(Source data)
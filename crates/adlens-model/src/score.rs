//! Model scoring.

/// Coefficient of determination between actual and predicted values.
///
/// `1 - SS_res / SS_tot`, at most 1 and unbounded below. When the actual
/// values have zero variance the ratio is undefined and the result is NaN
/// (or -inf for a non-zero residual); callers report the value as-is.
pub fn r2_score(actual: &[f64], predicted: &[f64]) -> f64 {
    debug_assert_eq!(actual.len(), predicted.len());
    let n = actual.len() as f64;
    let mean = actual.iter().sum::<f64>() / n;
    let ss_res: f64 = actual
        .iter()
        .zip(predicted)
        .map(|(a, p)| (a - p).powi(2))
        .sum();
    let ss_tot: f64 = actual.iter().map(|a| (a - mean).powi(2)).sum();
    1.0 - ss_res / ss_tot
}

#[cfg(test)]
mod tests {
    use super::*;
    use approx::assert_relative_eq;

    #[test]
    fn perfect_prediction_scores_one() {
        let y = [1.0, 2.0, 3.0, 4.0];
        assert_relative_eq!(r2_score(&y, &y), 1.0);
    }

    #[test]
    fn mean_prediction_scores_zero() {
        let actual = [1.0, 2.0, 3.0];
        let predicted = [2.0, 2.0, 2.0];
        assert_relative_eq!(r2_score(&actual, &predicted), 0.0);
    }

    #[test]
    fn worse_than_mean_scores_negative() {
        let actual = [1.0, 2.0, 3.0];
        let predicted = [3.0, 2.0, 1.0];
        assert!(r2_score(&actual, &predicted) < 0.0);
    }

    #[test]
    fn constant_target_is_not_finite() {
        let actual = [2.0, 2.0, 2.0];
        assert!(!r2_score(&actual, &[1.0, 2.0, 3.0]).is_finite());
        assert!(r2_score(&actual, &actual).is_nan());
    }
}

...

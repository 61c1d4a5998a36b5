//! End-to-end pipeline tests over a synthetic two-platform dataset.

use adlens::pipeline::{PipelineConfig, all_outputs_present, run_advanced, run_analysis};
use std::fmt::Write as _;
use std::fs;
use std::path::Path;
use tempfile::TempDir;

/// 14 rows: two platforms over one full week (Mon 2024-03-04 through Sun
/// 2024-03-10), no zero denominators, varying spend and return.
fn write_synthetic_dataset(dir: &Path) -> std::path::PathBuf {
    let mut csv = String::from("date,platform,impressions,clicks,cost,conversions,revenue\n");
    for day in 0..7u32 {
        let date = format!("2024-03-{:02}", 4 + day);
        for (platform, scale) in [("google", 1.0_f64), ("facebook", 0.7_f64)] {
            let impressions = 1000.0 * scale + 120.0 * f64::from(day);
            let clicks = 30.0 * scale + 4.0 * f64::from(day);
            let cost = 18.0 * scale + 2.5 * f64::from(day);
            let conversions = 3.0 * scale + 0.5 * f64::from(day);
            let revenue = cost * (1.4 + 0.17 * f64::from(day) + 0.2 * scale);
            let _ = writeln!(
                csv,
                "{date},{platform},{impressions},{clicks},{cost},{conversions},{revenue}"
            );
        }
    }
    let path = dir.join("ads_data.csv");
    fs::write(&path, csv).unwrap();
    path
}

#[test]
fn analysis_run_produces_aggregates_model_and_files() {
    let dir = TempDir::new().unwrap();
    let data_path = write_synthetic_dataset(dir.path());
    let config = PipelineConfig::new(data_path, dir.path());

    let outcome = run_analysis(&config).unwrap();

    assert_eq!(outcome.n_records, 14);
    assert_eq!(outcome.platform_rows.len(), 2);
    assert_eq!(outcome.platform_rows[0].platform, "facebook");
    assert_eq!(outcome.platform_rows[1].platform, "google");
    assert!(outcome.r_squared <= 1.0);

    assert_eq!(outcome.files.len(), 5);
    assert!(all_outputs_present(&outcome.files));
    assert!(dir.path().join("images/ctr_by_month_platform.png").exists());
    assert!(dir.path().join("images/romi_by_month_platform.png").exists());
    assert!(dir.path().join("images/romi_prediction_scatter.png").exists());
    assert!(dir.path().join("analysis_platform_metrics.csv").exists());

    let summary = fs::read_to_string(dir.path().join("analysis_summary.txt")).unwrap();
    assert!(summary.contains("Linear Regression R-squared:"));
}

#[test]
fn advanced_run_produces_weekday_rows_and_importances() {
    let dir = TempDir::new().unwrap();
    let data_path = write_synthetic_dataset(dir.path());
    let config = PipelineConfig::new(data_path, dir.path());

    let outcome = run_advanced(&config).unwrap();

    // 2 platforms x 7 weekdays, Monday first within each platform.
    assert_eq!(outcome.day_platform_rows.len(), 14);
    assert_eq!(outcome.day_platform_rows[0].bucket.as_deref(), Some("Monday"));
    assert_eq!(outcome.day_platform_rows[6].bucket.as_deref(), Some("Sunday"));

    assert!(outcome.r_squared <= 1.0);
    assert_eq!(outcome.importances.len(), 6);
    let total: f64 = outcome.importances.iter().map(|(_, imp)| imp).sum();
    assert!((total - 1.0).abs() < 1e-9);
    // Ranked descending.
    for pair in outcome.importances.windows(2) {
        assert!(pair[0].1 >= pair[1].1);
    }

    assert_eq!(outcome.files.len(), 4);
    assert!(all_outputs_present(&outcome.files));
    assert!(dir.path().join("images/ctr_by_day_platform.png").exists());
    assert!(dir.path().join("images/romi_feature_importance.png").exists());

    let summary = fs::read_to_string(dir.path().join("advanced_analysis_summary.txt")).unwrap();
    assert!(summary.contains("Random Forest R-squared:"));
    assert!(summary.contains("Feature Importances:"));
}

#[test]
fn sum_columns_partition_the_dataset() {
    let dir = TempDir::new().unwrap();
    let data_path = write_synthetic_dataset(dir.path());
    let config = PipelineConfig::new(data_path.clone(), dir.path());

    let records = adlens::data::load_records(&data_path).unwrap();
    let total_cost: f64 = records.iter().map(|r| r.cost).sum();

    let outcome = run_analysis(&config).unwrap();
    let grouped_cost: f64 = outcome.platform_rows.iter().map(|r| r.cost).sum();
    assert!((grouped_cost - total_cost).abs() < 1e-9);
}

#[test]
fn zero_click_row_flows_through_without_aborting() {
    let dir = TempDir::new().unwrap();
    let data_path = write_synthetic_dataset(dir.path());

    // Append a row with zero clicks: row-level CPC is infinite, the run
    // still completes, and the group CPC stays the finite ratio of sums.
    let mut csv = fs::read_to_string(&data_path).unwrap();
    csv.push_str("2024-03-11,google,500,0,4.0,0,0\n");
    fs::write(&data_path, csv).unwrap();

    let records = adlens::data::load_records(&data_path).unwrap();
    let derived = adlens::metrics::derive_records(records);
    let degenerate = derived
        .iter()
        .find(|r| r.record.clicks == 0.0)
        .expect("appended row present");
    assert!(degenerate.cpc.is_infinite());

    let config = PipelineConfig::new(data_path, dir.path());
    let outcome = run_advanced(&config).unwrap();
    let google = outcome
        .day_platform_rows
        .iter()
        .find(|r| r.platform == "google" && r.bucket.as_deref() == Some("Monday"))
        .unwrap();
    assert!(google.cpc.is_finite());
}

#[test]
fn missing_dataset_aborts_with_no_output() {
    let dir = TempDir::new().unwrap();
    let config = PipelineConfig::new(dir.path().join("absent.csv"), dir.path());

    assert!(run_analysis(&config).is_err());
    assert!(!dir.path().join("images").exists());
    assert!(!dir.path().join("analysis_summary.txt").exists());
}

---

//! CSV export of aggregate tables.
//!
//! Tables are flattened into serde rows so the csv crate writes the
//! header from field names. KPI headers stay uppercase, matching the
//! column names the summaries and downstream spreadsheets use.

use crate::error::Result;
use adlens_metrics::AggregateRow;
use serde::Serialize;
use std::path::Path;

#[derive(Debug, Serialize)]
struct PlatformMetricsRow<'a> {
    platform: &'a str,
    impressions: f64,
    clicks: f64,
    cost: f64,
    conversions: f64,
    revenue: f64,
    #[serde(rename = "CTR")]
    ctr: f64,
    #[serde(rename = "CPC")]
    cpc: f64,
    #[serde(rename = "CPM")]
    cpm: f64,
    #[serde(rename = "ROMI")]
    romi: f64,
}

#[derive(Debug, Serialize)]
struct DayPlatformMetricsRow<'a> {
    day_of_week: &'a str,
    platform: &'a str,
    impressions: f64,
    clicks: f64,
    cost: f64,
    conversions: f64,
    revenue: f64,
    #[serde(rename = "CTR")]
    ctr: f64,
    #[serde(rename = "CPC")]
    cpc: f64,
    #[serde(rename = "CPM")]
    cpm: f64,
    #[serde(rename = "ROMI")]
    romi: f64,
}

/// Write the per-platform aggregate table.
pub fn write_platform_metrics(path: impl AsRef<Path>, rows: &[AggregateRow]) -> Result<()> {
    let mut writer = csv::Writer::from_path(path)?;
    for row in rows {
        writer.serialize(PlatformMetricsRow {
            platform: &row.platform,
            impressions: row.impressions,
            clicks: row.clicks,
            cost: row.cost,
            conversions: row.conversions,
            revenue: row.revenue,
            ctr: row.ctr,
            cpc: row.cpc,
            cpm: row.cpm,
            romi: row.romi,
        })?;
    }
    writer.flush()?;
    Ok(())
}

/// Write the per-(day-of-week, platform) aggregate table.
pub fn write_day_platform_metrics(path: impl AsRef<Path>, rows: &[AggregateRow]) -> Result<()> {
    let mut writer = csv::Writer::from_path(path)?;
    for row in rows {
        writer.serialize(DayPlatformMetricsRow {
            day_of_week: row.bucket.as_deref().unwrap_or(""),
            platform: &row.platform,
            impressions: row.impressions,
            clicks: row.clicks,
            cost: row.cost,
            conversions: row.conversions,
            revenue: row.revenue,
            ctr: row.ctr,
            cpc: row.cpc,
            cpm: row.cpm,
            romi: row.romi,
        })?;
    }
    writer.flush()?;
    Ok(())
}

| Exercise |
Looking back over the data above, restate word for word the lines that begin at the line with "2024-03-04 through Sun" and end at the line with "for day in 0..7u32", inclusive.

| Answer |
/// 14 rows: two platforms over one full week (Mon 2024-03-04 through Sun
/// 2024-03-10), no zero denominators, varying spend and return.
fn write_synthetic_dataset(dir: &Path) -> std::path::PathBuf {
    let mut csv = String::from("date,platform,impressions,clicks,cost,conversions,revenue\n");
    for day in 0..7u32 {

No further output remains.